# 3 Color Moire Wrap (Tiger Wrap)



## Putter Parpart (Feb 10, 2007)

This is my second one of these wraps; my first using 3 colors underneath. 

Big thank you to Scott Throop for sharing his signature wrap with the rod building community!!


----------



## ellisredfish (Jul 5, 2005)

Looking good, Putter.


----------



## JohnR (Mar 29, 2006)

Looks great. I am just getting into tiger wraps and really like the way they turn out. My question is do you have 3 threads on the top wrap and pull 2 threads out?
I have been following your work on Rod Builder.
John Keys


----------



## Putter Parpart (Feb 10, 2007)

Thanks for the posting help, Ellis. Gotta plead guilty to Alzheimer's...

John, yes, there needs to be two sacrificial threads (very near to the same sizes used on the bottom wrap). Doc told me to use 3 on the top and sacrifice two, but couldn't tell me what it would look like just using two and sacrificing one. I did that first (looked terrible) before doing it with 3/sacrifice 2.

Thanks to Doc for the helpful hints, too!!


----------



## JohnR (Mar 29, 2006)

Putter,
Thanks for the reply, that gives some wild thoughts for color combinations!
John


----------



## Fishtoys (Jul 4, 2007)

*Nice job*

Nice job there Putter, thank you for posting the 2 sacrificial threads, I've been sacrificing only one and still can't get that look. I especially like the bands w/trim. Real nice there R.


----------



## Goags (May 28, 2004)

Beautiful, Putter! It was very cool of Scott to share his techn. I always try to look at everything in trying to learn... is it black, silver, and red under and silver over ? On the bands, is it braid, black, holo,black, braid? It all looks great, I'm just curious! Jerry


----------



## Putter Parpart (Feb 10, 2007)

Underneath is black Sulky metallic, Gudebrod metallic red A, and Sulky silver metallic. I left a Sulky black metallic on top, Jerry.

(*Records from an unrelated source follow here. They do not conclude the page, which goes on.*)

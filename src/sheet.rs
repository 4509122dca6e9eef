// sheetcore/src/sheet.rs
// Owns the sparse 2-D cell storage, orchestrates set_cell/clear_cell/get_cell,
// and implements the dependency engine: cycle check on proposed edits,
// bidirectional edge maintenance, and transitive cache invalidation.
//
// Cells are kept in a slab (`Vec<Option<CellSlot>>` + a free list) indexed
// by `CellHandle`, with a `Position -> CellHandle` index for sparse lookup.
// No cell ever owns another directly, so there is nothing to alias.

use std::cell::RefCell;
use std::collections::HashSet;
use std::io::{self, Write};

use hashbrown::HashMap;

use crate::cell::{Cell, CellContent, CellHandle};
use crate::error::{FormulaError, SheetError};
use crate::formula::Formula;
use crate::position::{Position, Size};

pub use crate::cell::CellValue;

struct CellSlot {
    pos: Position,
    cell: Cell,
}

// Sparse cell storage plus the dependency graph implicit in each cell's
// refs_out/refs_in edge sets.
#[derive(Default)]
pub struct Sheet {
    slots: Vec<Option<CellSlot>>,
    free: Vec<u32>,
    index: HashMap<Position, CellHandle>,
}

impl Sheet {
    pub fn new() -> Self {
        Sheet { slots: Vec::new(), free: Vec::new(), index: HashMap::new() }
    }

    fn cell(&self, h: CellHandle) -> &Cell {
        &self.slots[h.0 as usize].as_ref().expect("handle always names a live slot").cell
    }

    fn cell_mut(&mut self, h: CellHandle) -> &mut Cell {
        &mut self.slots[h.0 as usize].as_mut().expect("handle always names a live slot").cell
    }

    fn handle_at(&self, pos: Position) -> Option<CellHandle> {
        self.index.get(&pos).copied()
    }

    // Creates an Empty cell at `pos` if one doesn't already exist. Storage
    // growth from this call is permanent, even if the cell later becomes
    // Empty again.
    fn get_or_create(&mut self, pos: Position) -> CellHandle {
        if let Some(h) = self.handle_at(pos) {
            return h;
        }
        let handle = if let Some(idx) = self.free.pop() {
            self.slots[idx as usize] = Some(CellSlot { pos, cell: Cell::empty() });
            CellHandle(idx)
        } else {
            self.slots.push(Some(CellSlot { pos, cell: Cell::empty() }));
            CellHandle((self.slots.len() - 1) as u32)
        };
        self.index.insert(pos, handle);
        handle
    }

    fn remove_cell(&mut self, handle: CellHandle, pos: Position) {
        self.slots[handle.0 as usize] = None;
        self.free.push(handle.0);
        self.index.remove(&pos);
    }

    // ---- mutation -------------------------------------------------------

    /// Fails with `InvalidPosition` if `pos` is invalid. On
    /// `CircularDependency`/`FormulaSyntax`, storage growth from
    /// materializing referenced cells persists, but the target cell itself
    /// keeps its prior content.
    pub fn set_cell(&mut self, pos: Position, text: &str) -> Result<(), SheetError> {
        if !pos.is_valid() {
            return Err(SheetError::invalid_position(pos));
        }
        let target = self.get_or_create(pos);

        let content = parse_content(text).map_err(|e| SheetError::FormulaSyntax(e.0))?;

        // A direct self-reference is left in: `would_cycle` below starts its
        // walk at `target` itself, so a formula referencing its own cell is
        // caught as a (trivial) cycle rather than silently dropped.
        let mut proposed_positions = content.raw_referenced_cells();
        proposed_positions.retain(|q| q.is_valid());

        let mut proposed_refs = HashSet::new();
        for q in proposed_positions {
            proposed_refs.insert(self.get_or_create(q));
        }

        if self.would_cycle(target, &proposed_refs) {
            log::debug!("rejecting edit at {pos}: would introduce a circular reference");
            return Err(SheetError::CircularDependency(format!(
                "setting {pos} would create a circular reference"
            )));
        }

        self.rewire(target, &proposed_refs);
        self.cell_mut(target).content = content;
        self.invalidate_transitive(target);
        Ok(())
    }

    // A no-op if no cell exists at `pos`. Otherwise the cell becomes Empty
    // and is only dropped from storage if nothing else references it.
    pub fn clear_cell(&mut self, pos: Position) -> Result<(), SheetError> {
        if !pos.is_valid() {
            return Err(SheetError::invalid_position(pos));
        }
        let Some(handle) = self.handle_at(pos) else { return Ok(()) };

        self.rewire(handle, &HashSet::new());
        self.cell_mut(handle).content = CellContent::Empty;
        self.invalidate_transitive(handle);

        if !self.cell(handle).is_referenced() {
            self.remove_cell(handle, pos);
        }
        Ok(())
    }

    // Remove `target`'s outbound edges and install `new_refs`, mirroring
    // every change onto the neighbors' refs_in/refs_out. Never called with
    // `target` in `new_refs`: `would_cycle` rejects self-references first.
    fn rewire(&mut self, target: CellHandle, new_refs: &HashSet<CellHandle>) {
        let old_refs_out: Vec<CellHandle> = self.cell(target).refs_out.iter().copied().collect();
        for b in old_refs_out {
            self.cell_mut(b).refs_in.remove(&target);
        }
        self.cell_mut(target).refs_out.clear();

        for &b in new_refs {
            self.cell_mut(target).refs_out.insert(b);
            self.cell_mut(b).refs_in.insert(target);
        }
    }

    // Would installing edges target -> proposed_refs close a cycle? Walk
    // refs_in (upward, through dependents) from `target`; hitting a cell in
    // `proposed_refs` means committing would close a path back to `target`.
    fn would_cycle(&self, target: CellHandle, proposed_refs: &HashSet<CellHandle>) -> bool {
        let mut seen = HashSet::new();
        let mut stack = vec![target];
        while let Some(h) = stack.pop() {
            if !seen.insert(h) {
                continue;
            }
            if proposed_refs.contains(&h) {
                return true;
            }
            stack.extend(self.cell(h).refs_in.iter().copied());
        }
        false
    }

    // Clears the formula cache on `start` and every cell reachable from it
    // via refs_in. An explicit worklist rather than recursion.
    fn invalidate_transitive(&mut self, start: CellHandle) {
        let mut seen = HashSet::new();
        let mut stack = vec![start];
        while let Some(h) = stack.pop() {
            if !seen.insert(h) {
                continue;
            }
            self.cell(h).invalidate();
            stack.extend(self.cell(h).refs_in.iter().copied());
        }
        log::trace!("invalidated {} cell(s) transitively", seen.len());
    }

    // ---- reads ------------------------------------------------------------

    // A cell that structurally exists but whose text is empty is reported
    // as absent.
    pub fn get_cell(&self, pos: Position) -> Result<Option<&Cell>, SheetError> {
        if !pos.is_valid() {
            return Err(SheetError::invalid_position(pos));
        }
        Ok(self.handle_at(pos).map(|h| self.cell(h)).filter(|c| !c.text().is_empty()))
    }

    pub fn get_value(&self, pos: Position) -> Result<CellValue, SheetError> {
        if !pos.is_valid() {
            return Err(SheetError::invalid_position(pos));
        }
        let Some(handle) = self.handle_at(pos) else { return Ok(CellValue::Text(String::new())) };
        let cell = self.cell(handle);
        if let Some(value) = cell.cached_value() {
            return Ok(value);
        }
        let value = self.evaluate_formula(cell);
        cell.fill_formula_cache(value.clone());
        Ok(value)
    }

    pub fn get_text(&self, pos: Position) -> Result<String, SheetError> {
        if !pos.is_valid() {
            return Err(SheetError::invalid_position(pos));
        }
        Ok(self.handle_at(pos).map(|h| self.cell(h).text()).unwrap_or_default())
    }

    fn evaluate_formula(&self, cell: &Cell) -> CellValue {
        let CellContent::Formula(formula, _) = &cell.content else {
            unreachable!("evaluate_formula only called when the cache was empty on a Formula cell")
        };
        let mut lookup = |q: Position| self.lookup_number(q);
        match formula.evaluate(&mut lookup) {
            Ok(x) => CellValue::Number(x),
            Err(e) => CellValue::Error(e),
        }
    }

    // Invalid position -> Ref; absent cell -> 0.0; number -> itself; text
    // -> parsed as a decimal, empty text as 0.0, unparsable as Value; error
    // -> propagated as the same kind.
    fn lookup_number(&self, pos: Position) -> Result<f64, FormulaError> {
        if !pos.is_valid() {
            return Err(FormulaError::Ref);
        }
        let Some(handle) = self.handle_at(pos) else { return Ok(0.0) };
        let cell = self.cell(handle);
        if cell.text().is_empty() {
            // Same gating as get_cell: a structurally present but
            // text-empty cell reads as absent.
            return Ok(0.0);
        }
        let value = match cell.cached_value() {
            Some(v) => v,
            None => {
                let v = self.evaluate_formula(cell);
                cell.fill_formula_cache(v.clone());
                v
            }
        };
        match value {
            CellValue::Number(x) => Ok(x),
            CellValue::Text(s) if s.is_empty() => Ok(0.0),
            CellValue::Text(s) => s.trim().parse::<f64>().map_err(|_| FormulaError::Value),
            CellValue::Error(e) => Err(e),
        }
    }

    pub fn get_printable_size(&self) -> Size {
        let mut rows = 0u32;
        let mut cols = 0u32;
        for slot in self.slots.iter().flatten() {
            if !slot.cell.text().is_empty() {
                rows = rows.max(slot.pos.row + 1);
                cols = cols.max(slot.pos.col + 1);
            }
        }
        Size { rows, cols }
    }

    pub fn print_values(&self, out: &mut dyn Write) -> io::Result<()> {
        let size = self.get_printable_size();
        for row in 0..size.rows {
            for col in 0..size.cols {
                if col > 0 {
                    write!(out, "\t")?;
                }
                let pos = Position::new(row, col);
                if self.handle_at(pos).is_some_and(|h| !self.cell(h).text().is_empty()) {
                    let value = self.get_value(pos).expect("position within printable size is always valid");
                    write!(out, "{value}")?;
                }
            }
            writeln!(out)?;
        }
        Ok(())
    }

    pub fn print_texts(&self, out: &mut dyn Write) -> io::Result<()> {
        let size = self.get_printable_size();
        for row in 0..size.rows {
            for col in 0..size.cols {
                if col > 0 {
                    write!(out, "\t")?;
                }
                let pos = Position::new(row, col);
                if let Some(handle) = self.handle_at(pos) {
                    let text = self.cell(handle).text();
                    if !text.is_empty() {
                        write!(out, "{text}")?;
                    }
                }
            }
            writeln!(out)?;
        }
        Ok(())
    }
}

fn parse_content(text: &str) -> Result<CellContent, crate::formula::FormulaSyntaxError> {
    if text.is_empty() {
        return Ok(CellContent::Empty);
    }
    if text.starts_with(crate::cell::FORMULA_SIGN) && text.len() >= 2 {
        let formula = Formula::parse(&text[1..])?;
        return Ok(CellContent::Formula(formula, RefCell::new(None)));
    }
    Ok(CellContent::Text(text.to_string()))
}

The trim bands are wrapped with Madeira red metallic (smaller than A Gudebrod), Sulky black metallic, and Sulky silver holoshimmer (it's a flat, weak, holographic material - I'd never use it for a wrap that needed strength in other words).

Thanks for all the nice comments. I really appreciate the feedback; makes my night for sure.


----------



## Rodmaster66 (Mar 19, 2007)

Very nice.


----------



## Doc Labanowski (Jan 9, 2006)

Soo Cool Putter. I am doing one a 3 thread one right now with metallics too. These are soo fun. Scott really let loose a lot of artistic juices in our craft.


----------



## Putter Parpart (Feb 10, 2007)

RM66, thanks much!

Doc, that's for sure; I haven't had time for the project hint you gave me a while ago. Just back to bangin' out the rods and haven't had any time to really play with this yet. Maybe after the new year? Hope your's turns out great, my friend!


----------



## pg542 (Oct 9, 2006)

Very nice Putter! I'll bet it really comes to life in the sunshine. You guys blow me away with some of the things you post. I've GOT to find some time to spend at the bench and try some of this stuff,but lately life stands in the way of living....... I can't believe I did'nt get a rise out of somebody with my spiral wrap spinning rod.....2cool, Putter..........Jim


----------



## mark blabaum (Dec 6, 2007)

Putter, it looks great. I need to try three threads and see how it works out. I'm thread challenged so the Tiger wrap has been a god send for me. I really like this site and would like to Thank you for pointing me to it. Now I need to go back out and shovel some more snow, we've got another 5"s on the ground today.


----------



## pg542 (Oct 9, 2006)

Welcome to 2cool Mark. A pleasure to have you aboard. Putter speaks highly of your skills and look forward to your input. Here it's about 80 deg. give or take a little. It's suppose to cool off a little though. Highs in the mid 50's, maybe a little frost at night. Brrrrrrr! lol. We pay for it dearly in the summer though. Again,welcome, you're in good company here.


----------



## d4rdbuilder (Jan 19, 2007)

Welcome Mark! Putter it was great talking with you last night!


----------



## Putter Parpart (Feb 10, 2007)

That visit will be cherished as long as I live, Doug!! Thanks for the friendship.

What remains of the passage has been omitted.